All health passport platforms collect and store private and highly sensitive information about passengers. This raises various concerns, particularly about the provisions to preserve privacy. Some point that immunity passports of future would be radically different from its predecessor the ICVP (or Yellow Card) in that while the There are also concerns that while vaccination certificates incentivize individuals to obtain immunity, these newer passports incentivize infection.

There are also concerns that passports would impose an artificial restriction on who can and cannot participate in social, civic, and economic activities. This might create a perverse incentive for individuals to seek out infection, especially people who are unable to afford a period of workforce exclusion, compounding existing gender, race, ethnicity, and nationality inequities. Some are afraid that it could even exacerbate the harm inflicted by COVID-19 on already vulnerable populations.

Acceptance and Future

Currently, the acceptance of these is limited due to the difference in protocols followed by various governments and authorities. Organizations and businesses including airports, airlines, tech, and even healthcare follow various standards when it comes to fighting the pandemic. Apart from a few common measures like social distancing, wearing masks, and washing hands, governments follow different approaches when it comes to most other issues – from lock-down restrictions and travel bans to vaccinations preferred.

On a different note, the willingness of the public to get vaccinated is another factor. Recent surveys by various organizations including travel advocacy groups point to varying levels of acceptance among people in different countries. While 80% or more from countries like China and Brazil are happy to get vaccinated, many are not so confident. The figure was about 50% in the case of South Africa, while Russia and France were only 40% accepting. 60% of Indians prefer to wait when it comes to taking the jab. Worries include side-effects, efficiency, and trust of some of the vaccines.

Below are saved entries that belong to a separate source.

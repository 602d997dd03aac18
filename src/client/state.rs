//! Module `state`
//!
//! Lifecycle states of the control session and the per-session variables
//! that are reset every time the session starts over.

use std::time::Instant;

use crate::navigate::FtpPath;

/// Lifecycle of the control session.
///
/// The waiting states carry the deadline after which the session times out.
#[derive(Debug, Clone, Copy, PartialEq, Eq)]
pub enum SessionState {
    Disconnected,
    Resetting,
    Idle,
    AwaitingUsername { deadline: Instant },
    AwaitingPassword { deadline: Instant },
    Ready { deadline: Instant },
}

impl SessionState {
    /// Inactivity deadline, for the states that have one.
    pub fn deadline(&self) -> Option<Instant> {
        match self {
            SessionState::AwaitingUsername { deadline }
            | SessionState::AwaitingPassword { deadline }
            | SessionState::Ready { deadline } => Some(*deadline),
            _ => None,
        }
    }

    /// Whether a client is attached and reading command lines.
    pub fn is_attended(&self) -> bool {
        self.deadline().is_some()
    }

    pub fn name(&self) -> &'static str {
        match self {
            SessionState::Disconnected => "disconnected",
            SessionState::Resetting => "resetting",
            SessionState::Idle => "idle",
            SessionState::AwaitingUsername { .. } => "awaiting username",
            SessionState::AwaitingPassword { .. } => "awaiting password",
            SessionState::Ready { .. } => "ready",
        }
    }
}

/// Variables of the current session.
#[derive(Debug, Default)]
pub struct Session {
    cwd: FtpPath,
    rename_from: Option<FtpPath>,
}

impl Session {
    /// Restores the initial values: root directory, no pending rename.
    pub fn reset(&mut self) {
        self.cwd = FtpPath::root();
        self.rename_from = None;
    }

    pub fn cwd(&self) -> &FtpPath {
        &self.cwd
    }

    pub fn set_cwd(&mut self, cwd: FtpPath) {
        self.cwd = cwd;
    }

    pub fn rename_pending(&self) -> bool {
        self.rename_from.is_some()
    }

    pub fn set_rename_from(&mut self, path: FtpPath) {
        self.rename_from = Some(path);
    }

    /// Takes the pending rename source, clearing it.
    pub fn take_rename_from(&mut self) -> Option<FtpPath> {
        self.rename_from.take()
    }
}

#[cfg(test)]
mod tests {
    use super::*;
    use crate::navigate::resolve;
    use std::time::Duration;

    #[test]
    fn test_deadlines() {
        let now = Instant::now();
        assert_eq!(SessionState::Idle.deadline(), None);
        assert!(!SessionState::Disconnected.is_attended());
        let ready = SessionState::Ready {
            deadline: now + Duration::from_secs(1),
        };
        assert_eq!(ready.deadline(), Some(now + Duration::from_secs(1)));
        assert!(ready.is_attended());
    }

    #[test]
    fn test_session_reset() {
        let mut session = Session::default();
        let dir = resolve(session.cwd(), "/music").unwrap();
        session.set_cwd(dir.clone());
        session.set_rename_from(dir);
        assert!(session.rename_pending());

        session.reset();
        assert!(session.cwd().is_root());
        assert!(!session.rename_pending());
        assert_eq!(session.take_rename_from(), None);
    }
}
//! FTP Protocol implementation
//!
//! Reads and parses control lines, and defines the verb table, the reply
//! conventions and the ready-state command handlers.

pub mod commands;
pub mod handlers;
pub mod parser;
pub mod reader;
pub mod responses;

pub use commands::{CommandResult, CommandStatus, DataAction, Verb};
pub use handlers::{CommandContext, handle_command};
pub use parser::{Command, parse_command};
pub use reader::{LineReader, ReadEvent};
//! Engine settings
//!
//! Tunables of the session engine. The defaults match a small embedded
//! deployment.

use std::net::Ipv4Addr;
use std::time::Duration;

pub const DEFAULT_CONTROL_PORT: u16 = 21;
pub const DEFAULT_DATA_PORT: u16 = 50009;

#[derive(Debug, Clone, PartialEq)]
pub struct EngineSettings {
    /// Inactivity allowed once logged in.
    pub idle_timeout: Duration,
    /// Time allowed to send USER and PASS after connecting.
    pub login_timeout: Duration,
    /// How long a command waits for the data connection.
    pub data_connect_timeout: Duration,
    /// Bytes moved per tick by RETR/STOR.
    pub chunk_size: usize,
    /// Longest accepted command line.
    pub max_command_len: usize,
    /// Address announced by PASV. Unspecified means the data listener's
    /// own address.
    pub passive_address: Ipv4Addr,
    /// Port announced by PASV when the data listener cannot report one.
    pub data_port: u16,
    /// Hold after a rejected USER/PASS.
    pub auth_failure_delay: Duration,
    /// Hold after `530 Timeout`.
    pub timeout_delay: Duration,
}

impl Default for EngineSettings {
    fn default() -> Self {
        Self {
            idle_timeout: Duration::from_secs(5 * 60),
            login_timeout: Duration::from_secs(10),
            data_connect_timeout: Duration::from_secs(10),
            chunk_size: 4096,
            max_command_len: 263,
            passive_address: Ipv4Addr::UNSPECIFIED,
            data_port: DEFAULT_DATA_PORT,
            auth_failure_delay: Duration::from_millis(100),
            timeout_delay: Duration::from_millis(200),
        }
    }
}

However, the concept of digital health passports as a solution to restart the travel and tourism industry is gaining traction among governments and airlines. As the initial confusions regarding standards begin to settle, more platforms will be able to offer secure data sharing methods. This we hope will allow wider application of health passports. Most countries will also eventually approve multiple platforms so as to ease travel restrictions and reboot their economies. We can also hope they will be more accepting of other vaccination options. And with these changes in government policies, airlines companies, and other travel-related companies will also be able to open up to the global travel community.